[Collected data]

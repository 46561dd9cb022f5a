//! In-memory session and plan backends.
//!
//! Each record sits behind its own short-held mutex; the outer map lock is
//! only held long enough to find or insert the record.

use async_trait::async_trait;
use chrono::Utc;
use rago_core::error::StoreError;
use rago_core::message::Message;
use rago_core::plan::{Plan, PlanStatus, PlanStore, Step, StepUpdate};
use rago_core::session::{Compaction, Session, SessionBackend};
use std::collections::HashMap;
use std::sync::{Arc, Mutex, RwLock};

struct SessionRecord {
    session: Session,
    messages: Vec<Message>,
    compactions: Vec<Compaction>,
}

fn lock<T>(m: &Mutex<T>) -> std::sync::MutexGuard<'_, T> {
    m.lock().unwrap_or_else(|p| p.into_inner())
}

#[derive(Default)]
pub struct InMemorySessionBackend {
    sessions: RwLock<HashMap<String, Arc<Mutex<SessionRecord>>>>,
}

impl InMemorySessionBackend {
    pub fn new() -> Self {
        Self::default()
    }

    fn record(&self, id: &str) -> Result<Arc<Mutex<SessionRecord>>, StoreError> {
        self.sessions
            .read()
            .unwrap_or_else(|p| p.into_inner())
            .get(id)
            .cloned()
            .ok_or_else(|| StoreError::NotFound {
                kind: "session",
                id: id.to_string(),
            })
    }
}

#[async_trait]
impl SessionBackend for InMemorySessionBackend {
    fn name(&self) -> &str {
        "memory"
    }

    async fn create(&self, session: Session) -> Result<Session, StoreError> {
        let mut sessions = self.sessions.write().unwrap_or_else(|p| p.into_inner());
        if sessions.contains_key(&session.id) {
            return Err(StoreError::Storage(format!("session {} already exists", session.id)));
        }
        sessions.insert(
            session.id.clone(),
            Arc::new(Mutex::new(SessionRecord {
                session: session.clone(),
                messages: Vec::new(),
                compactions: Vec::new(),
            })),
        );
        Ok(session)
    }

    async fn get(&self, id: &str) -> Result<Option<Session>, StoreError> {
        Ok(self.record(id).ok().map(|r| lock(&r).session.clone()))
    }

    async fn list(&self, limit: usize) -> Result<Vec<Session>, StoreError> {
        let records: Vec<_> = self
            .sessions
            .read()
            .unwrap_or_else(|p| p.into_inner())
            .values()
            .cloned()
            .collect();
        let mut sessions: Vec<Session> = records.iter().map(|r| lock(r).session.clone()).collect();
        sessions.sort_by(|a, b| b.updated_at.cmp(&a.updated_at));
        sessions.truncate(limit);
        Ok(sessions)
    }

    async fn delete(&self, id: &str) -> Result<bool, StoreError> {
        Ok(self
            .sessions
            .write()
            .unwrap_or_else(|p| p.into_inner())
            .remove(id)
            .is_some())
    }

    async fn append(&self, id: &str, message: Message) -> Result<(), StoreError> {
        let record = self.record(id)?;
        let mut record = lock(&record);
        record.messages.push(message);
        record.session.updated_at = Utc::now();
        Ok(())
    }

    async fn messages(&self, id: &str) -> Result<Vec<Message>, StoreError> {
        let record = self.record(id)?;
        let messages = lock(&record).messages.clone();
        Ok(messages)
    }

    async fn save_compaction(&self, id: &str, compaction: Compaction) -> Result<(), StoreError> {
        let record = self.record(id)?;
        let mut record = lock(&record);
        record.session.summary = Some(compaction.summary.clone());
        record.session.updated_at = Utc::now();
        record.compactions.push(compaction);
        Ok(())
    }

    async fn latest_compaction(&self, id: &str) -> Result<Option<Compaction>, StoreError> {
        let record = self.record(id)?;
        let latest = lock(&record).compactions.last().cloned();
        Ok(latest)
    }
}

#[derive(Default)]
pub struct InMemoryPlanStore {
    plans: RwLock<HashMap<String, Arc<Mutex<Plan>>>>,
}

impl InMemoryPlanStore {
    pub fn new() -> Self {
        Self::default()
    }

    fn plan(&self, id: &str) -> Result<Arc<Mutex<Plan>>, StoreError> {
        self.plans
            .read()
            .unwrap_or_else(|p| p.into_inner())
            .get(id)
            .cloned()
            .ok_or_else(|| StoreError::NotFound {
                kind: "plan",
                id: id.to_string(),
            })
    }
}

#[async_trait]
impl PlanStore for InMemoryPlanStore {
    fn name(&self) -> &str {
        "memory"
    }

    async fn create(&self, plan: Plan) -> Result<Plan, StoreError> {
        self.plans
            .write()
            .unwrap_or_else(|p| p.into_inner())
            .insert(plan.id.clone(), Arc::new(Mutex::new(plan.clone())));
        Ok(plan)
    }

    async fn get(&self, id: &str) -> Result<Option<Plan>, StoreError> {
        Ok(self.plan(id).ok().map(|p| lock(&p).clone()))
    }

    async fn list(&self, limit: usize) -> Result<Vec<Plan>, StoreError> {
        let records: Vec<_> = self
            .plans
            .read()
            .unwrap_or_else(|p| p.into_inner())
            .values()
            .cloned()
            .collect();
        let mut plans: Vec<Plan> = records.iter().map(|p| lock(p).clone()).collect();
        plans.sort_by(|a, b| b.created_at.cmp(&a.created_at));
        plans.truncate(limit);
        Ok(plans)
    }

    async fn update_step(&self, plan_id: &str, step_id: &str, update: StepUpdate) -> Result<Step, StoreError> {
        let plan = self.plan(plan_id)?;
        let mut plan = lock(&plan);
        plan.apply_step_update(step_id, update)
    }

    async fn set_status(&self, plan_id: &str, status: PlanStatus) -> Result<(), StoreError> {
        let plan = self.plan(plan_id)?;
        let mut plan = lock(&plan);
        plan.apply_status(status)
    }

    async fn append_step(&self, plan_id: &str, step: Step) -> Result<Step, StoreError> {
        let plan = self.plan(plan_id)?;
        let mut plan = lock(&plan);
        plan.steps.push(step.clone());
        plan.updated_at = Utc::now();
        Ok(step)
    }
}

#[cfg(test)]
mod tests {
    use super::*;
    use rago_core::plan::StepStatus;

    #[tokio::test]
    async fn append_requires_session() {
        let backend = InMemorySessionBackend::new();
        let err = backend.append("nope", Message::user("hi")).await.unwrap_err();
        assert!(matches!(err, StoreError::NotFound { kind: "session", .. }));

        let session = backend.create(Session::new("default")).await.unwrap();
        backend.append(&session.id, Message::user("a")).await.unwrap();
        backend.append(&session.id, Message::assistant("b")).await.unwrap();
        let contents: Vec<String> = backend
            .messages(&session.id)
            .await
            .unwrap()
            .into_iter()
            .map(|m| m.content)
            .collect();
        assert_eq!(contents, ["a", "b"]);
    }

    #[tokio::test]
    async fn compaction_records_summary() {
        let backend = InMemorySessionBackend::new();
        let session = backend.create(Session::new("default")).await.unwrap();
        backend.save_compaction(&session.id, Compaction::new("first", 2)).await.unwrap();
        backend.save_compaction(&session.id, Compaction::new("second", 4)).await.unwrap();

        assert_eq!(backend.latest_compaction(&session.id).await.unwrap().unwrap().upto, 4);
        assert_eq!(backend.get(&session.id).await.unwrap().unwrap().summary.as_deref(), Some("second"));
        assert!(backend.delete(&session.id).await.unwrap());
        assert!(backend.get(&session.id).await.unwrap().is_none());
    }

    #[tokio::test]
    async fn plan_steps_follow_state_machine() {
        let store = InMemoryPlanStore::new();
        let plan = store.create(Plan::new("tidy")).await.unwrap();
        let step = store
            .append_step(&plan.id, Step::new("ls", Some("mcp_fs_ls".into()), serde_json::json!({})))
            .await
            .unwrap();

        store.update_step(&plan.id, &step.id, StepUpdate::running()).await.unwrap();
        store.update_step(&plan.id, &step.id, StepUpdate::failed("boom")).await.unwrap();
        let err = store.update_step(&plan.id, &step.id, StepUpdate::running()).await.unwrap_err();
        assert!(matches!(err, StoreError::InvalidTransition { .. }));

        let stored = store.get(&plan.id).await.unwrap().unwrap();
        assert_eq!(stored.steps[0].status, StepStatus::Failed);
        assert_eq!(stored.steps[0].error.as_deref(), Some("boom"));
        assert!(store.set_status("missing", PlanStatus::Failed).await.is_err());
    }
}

### ASSIGNMENT
The answer must consist of every line from the data that contains the word "InMemoryPlanStore".

### EXERCISE SOLUTION
pub struct InMemoryPlanStore {
impl InMemoryPlanStore {
impl PlanStore for InMemoryPlanStore {
        let store = InMemoryPlanStore::new();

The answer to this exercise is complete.